16/08/2026
Appoggiamo in pieno la posizione del PD Partito Democratico Urbino
E anche noi condividiamo e sosteniamo con forza la mozione annunciata da Micaela Vitri e chiediamo al
Presidente Francesco Acquaroli e alla Giunta di prendere una posizione pubblica e netta di condanna rispetto alle posizioni retrograde dí Futuro Nazione e del suo leader.
Il Partito Democratico di Urbino esprime pieno sostegno alle dichiarazioni e all'iniziativa consiliare della Consigliera regionale Micaela Vitri, che ha richiamato l'attenzione delle istituzioni su una drammatica emergenza sociale e culturale che colpisce da vicino anche la nostra regione.
I dati sono tragici e incontrovertibili. A livello nazionale, secondo le stime Istat e del Ministero dell'Interno, con 97 femminicidi in Italia nel 2025, di cui 85 consumati in ambito familiare o affettivo.
In un contesto così drammatico per le donne, riteniamo inaccettabili e pericolose le tesi di Futuro Nazionale. Sostenere che “la scomparsa del patriarcato ha determinato l'aumento delle violenze”, che il “patriarcato mediterraneo vada protetto e non criminalizzato” e la volontà di abolire il reato di femminicidio rappresentano una distopia macista, una teoria al limite dell’anticostituzionale e di stampo retrogrado.
Ricordiamo che il patriarcato, sul piano giuridico e formale, è stato superato nel nostro Paese il 19 maggio 1975 con la storica Legge n. 151 di Riforma del diritto di famiglia. Quella riforma ha cancellato dal Codice Civile del 1942 l'abominevole figura del marito “capo della famiglia” e l'obbligo di obbedienza della moglie, introducendo la parità giuridica tra i coniugi, la potestà genitoriale condivisa, la comunione dei beni, l'abolizione della dote per la moglie.
Rimpiangere quel modello significa voler annullare di decenni di battaglie democratiche portate avanti da donne e uomini, insieme!
Condividiamo e sosteniamo con forza la mozione annunciata da Micaela Vitri – dichiara il PD di Urbino – e chiediamo al Presidente Francesco Acquaroli e alla Giunta di prendere una posizione pubblica e netta di condanna rispetto a queste posizioni retrograde!
In una società evoluta, la parità di genere è il pilastro fondante e il femminicidio deve essere riconosciuto e punito come un reato a sé, proprio perché nasce dalla persistenza di una mentalità prevaricatrice di stampo patriarcale che colpisce le donne in quanto tali. Poiché è proprio tra le mura domestiche che si consuma la maggior parte dei femminicidi e delle violenze economiche, psicologiche e fisiche, servono soluzioni concrete e attori esterni al nucleo familiare:
· Prevenzione e cultura del rispetto:Educazione affettiva e di genere nelle scuole fin dall'infanzia per sradicare la cultura del possesso e del controllo.

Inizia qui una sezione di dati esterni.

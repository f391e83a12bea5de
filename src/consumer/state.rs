use std::fmt;

use serde::{Deserialize, Serialize};

use crate::stream::SequenceNumber;

/// Lifecycle of one (consumer, partition) pair.
///
/// ```text
/// COLD_START ──▶ CATCHING_UP ──▶ STEADY_STATE
///      │              │   ▲            │
///      │              │   └────────────┤ (fell behind)
///      └──────────────┴────────────────┴──▶ HALTED ──(remediation)──▶ CATCHING_UP
/// ```
///
/// `HALTED` is terminal until an operator remediates the partition.
#[derive(Clone, Debug, PartialEq, Eq, Serialize, Deserialize)]
#[serde(tag = "state", rename_all = "SCREAMING_SNAKE_CASE")]
pub enum PartitionState {
    /// No checkpoint has been read yet.
    ColdStart,
    /// Reading a backlog; the last page did not reach the end of the log.
    CatchingUp,
    /// Caught up with the end of the log.
    SteadyState,
    Halted { reason: HaltReason },
}

impl PartitionState {
    /// Transition after a successful cycle. A halted partition stays halted.
    pub fn advance(&self, at_tip: bool) -> PartitionState {
        match self {
            PartitionState::Halted { .. } => self.clone(),
            _ if at_tip => PartitionState::SteadyState,
            _ => PartitionState::CatchingUp,
        }
    }

    pub fn is_halted(&self) -> bool {
        matches!(self, PartitionState::Halted { .. })
    }

    pub fn halt_reason(&self) -> Option<&HaltReason> {
        match self {
            PartitionState::Halted { reason } => Some(reason),
            _ => None,
        }
    }

    pub fn name(&self) -> &'static str {
        match self {
            PartitionState::ColdStart => "COLD_START",
            PartitionState::CatchingUp => "CATCHING_UP",
            PartitionState::SteadyState => "STEADY_STATE",
            PartitionState::Halted { .. } => "HALTED",
        }
    }
}

impl fmt::Display for PartitionState {
    fn fmt(&self, f: &mut fmt::Formatter<'_>) -> fmt::Result {
        f.write_str(self.name())
    }
}

#[derive(Clone, Copy, Debug, PartialEq, Eq, Hash, Serialize, Deserialize)]
#[serde(rename_all = "snake_case")]
pub enum HaltKind {
    /// Transient failures used up the batch's retry budget.
    RetriesExhausted,
    /// The observed or stored position went backwards.
    CheckpointConflict,
    /// The checkpoint points at records already evicted from the stream.
    RetentionExceeded,
}

/// Why a partition halted, and where.
#[derive(Clone, Debug, PartialEq, Eq, Serialize, Deserialize)]
pub struct HaltReason {
    pub kind: HaltKind,
    /// The event the partition is stuck on, when there is one.
    pub sequence: Option<SequenceNumber>,
    pub message: String,
}

impl HaltReason {
    pub fn new(kind: HaltKind, sequence: Option<SequenceNumber>, message: impl Into<String>) -> Self {
        Self {
            kind,
            sequence,
            message: message.into(),
        }
    }
}

impl fmt::Display for HaltReason {
    fn fmt(&self, f: &mut fmt::Formatter<'_>) -> fmt::Result {
        match self.sequence {
            Some(sequence) => write!(f, "{:?} at {}: {}", self.kind, sequence, self.message),
            None => write!(f, "{:?}: {}", self.kind, self.message),
        }
    }
}
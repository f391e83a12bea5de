//! Idempotency markers.
//!
//! Every write made on behalf of an event carries the marker of that event.
//! A sink compares the incoming marker with the one stored alongside the
//! current value and skips writes that do not supersede it, so re-delivering
//! an already-applied prefix of a partition changes nothing.

use std::fmt;

use serde::{Deserialize, Serialize};

use crate::stream::{Event, PartitionId, SequenceNumber};

#[derive(Clone, Debug, PartialEq, Eq, Hash, Serialize, Deserialize)]
pub struct IdempotencyMarker {
    pub stream_id: String,
    pub partition: PartitionId,
    pub sequence: SequenceNumber,
}

impl IdempotencyMarker {
    pub fn new(stream_id: impl Into<String>, partition: PartitionId, sequence: SequenceNumber) -> Self {
        Self {
            stream_id: stream_id.into(),
            partition,
            sequence,
        }
    }

    pub fn for_event(event: &Event) -> Self {
        Self::new(event.stream_id.clone(), event.partition, event.sequence_number)
    }

    pub fn event_id(&self) -> String {
        self.to_string()
    }

    /// Whether a write carrying `self` should replace a value last written
    /// under `previous`.
    ///
    /// Within one partition only a strictly newer sequence wins; replays of
    /// the same or older events are duplicates. Markers from another stream
    /// or partition are not comparable and always win, leaving the per-key
    /// ordering to the producer's partitioning.
    pub fn supersedes(&self, previous: Option<&IdempotencyMarker>) -> bool {
        match previous {
            None => true,
            Some(prev) if prev.stream_id != self.stream_id || prev.partition != self.partition => {
                true
            }
            Some(prev) => self.sequence > prev.sequence,
        }
    }
}

impl fmt::Display for IdempotencyMarker {
    fn fmt(&self, f: &mut fmt::Formatter<'_>) -> fmt::Result {
        write!(f, "{}/{}/{}", self.stream_id, self.partition, self.sequence)
    }
}

#[cfg(test)]
mod tests {
    use super::*;

    fn marker(partition: u32, sequence: u64) -> IdempotencyMarker {
        IdempotencyMarker::new("events", PartitionId(partition), SequenceNumber(sequence))
    }

    #[test]
    fn newer_sequence_supersedes() {
        assert!(marker(0, 2).supersedes(Some(&marker(0, 1))));
        assert!(marker(0, 1).supersedes(None));
    }

    #[test]
    fn replay_is_a_duplicate() {
        assert!(!marker(0, 2).supersedes(Some(&marker(0, 2))));
        assert!(!marker(0, 1).supersedes(Some(&marker(0, 2))));
    }

    #[test]
    fn other_partition_always_supersedes() {
        assert!(marker(1, 1).supersedes(Some(&marker(0, 9))));
    }

    #[test]
    fn event_id_matches_event() {
        assert_eq!(marker(3, 11).event_id(), "events/3/11");
    }
}
use std::collections::HashSet;
use std::sync::{Arc, RwLock};

use crate::error::SinkError;
use crate::stream::PartitionId;

use super::{DeadLetter, DeadLetterSink};

#[derive(Default)]
struct Letters {
    ordered: Vec<DeadLetter>,
    seen: HashSet<String>,
}

/// In-memory dead-letter sink. Clones share the same storage.
#[derive(Clone, Default)]
pub struct InMemoryDeadLetterSink {
    letters: Arc<RwLock<Letters>>,
}

impl InMemoryDeadLetterSink {
    pub fn new() -> Self {
        Self::default()
    }

    pub fn len(&self) -> usize {
        self.letters.read().map(|l| l.ordered.len()).unwrap_or(0)
    }

    pub fn is_empty(&self) -> bool {
        self.len() == 0
    }
}

impl DeadLetterSink for InMemoryDeadLetterSink {
    fn send(&self, letter: DeadLetter) -> Result<bool, SinkError> {
        let mut letters = self
            .letters
            .write()
            .map_err(|_| SinkError::Storage("lock poisoned".into()))?;
        if !letters.seen.insert(letter.event_id()) {
            return Ok(false);
        }
        letters.ordered.push(letter);
        Ok(true)
    }

    fn list(&self) -> Result<Vec<DeadLetter>, SinkError> {
        let letters = self
            .letters
            .read()
            .map_err(|_| SinkError::Storage("lock poisoned".into()))?;
        Ok(letters.ordered.clone())
    }

    fn drain(&self, consumer: &str, partition: PartitionId) -> Result<Vec<DeadLetter>, SinkError> {
        let mut letters = self
            .letters
            .write()
            .map_err(|_| SinkError::Storage("lock poisoned".into()))?;
        let (drained, kept): (Vec<_>, Vec<_>) = std::mem::take(&mut letters.ordered)
            .into_iter()
            .partition(|l| l.consumer == consumer && l.partition == partition);
        letters.ordered = kept;
        // Drained ids stay in `seen`: a drained poison event that is
        // redelivered is not recorded a second time.
        Ok(drained)
    }
}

· Supporto alle vittime: Sostegno continuativo e potenziamento della rete dei Centri Antiviolenza, delle Case Rifugio e percorsi dedicati all'inserimento lavorativo e all'autonomia economica delle donne.
· Tempestività e forze dell'ordine adeguatamente formate e organizzate: Certezza di misure cautelari immediate e formazione specifica del personale delle Forze dell'Ordine per la gestione degli interventi.
· ‘Una stanza tutta per sé’: L'impegno affinché ogni Questura, Commissariato e Caserma dei Carabinieri sia dotata di uno spazio protetto, sicuro e riservato per accogliere e supportare le vittime nel delicato momento della denuncia.
Il Partito Democratico di Urbino continuerà ad impegnarsi affinché le istituzioni garantiscano risorse e risposte trasparenti a tutela della dignità delle donne e in difesa di tutte le donne che sono vittime di violenza.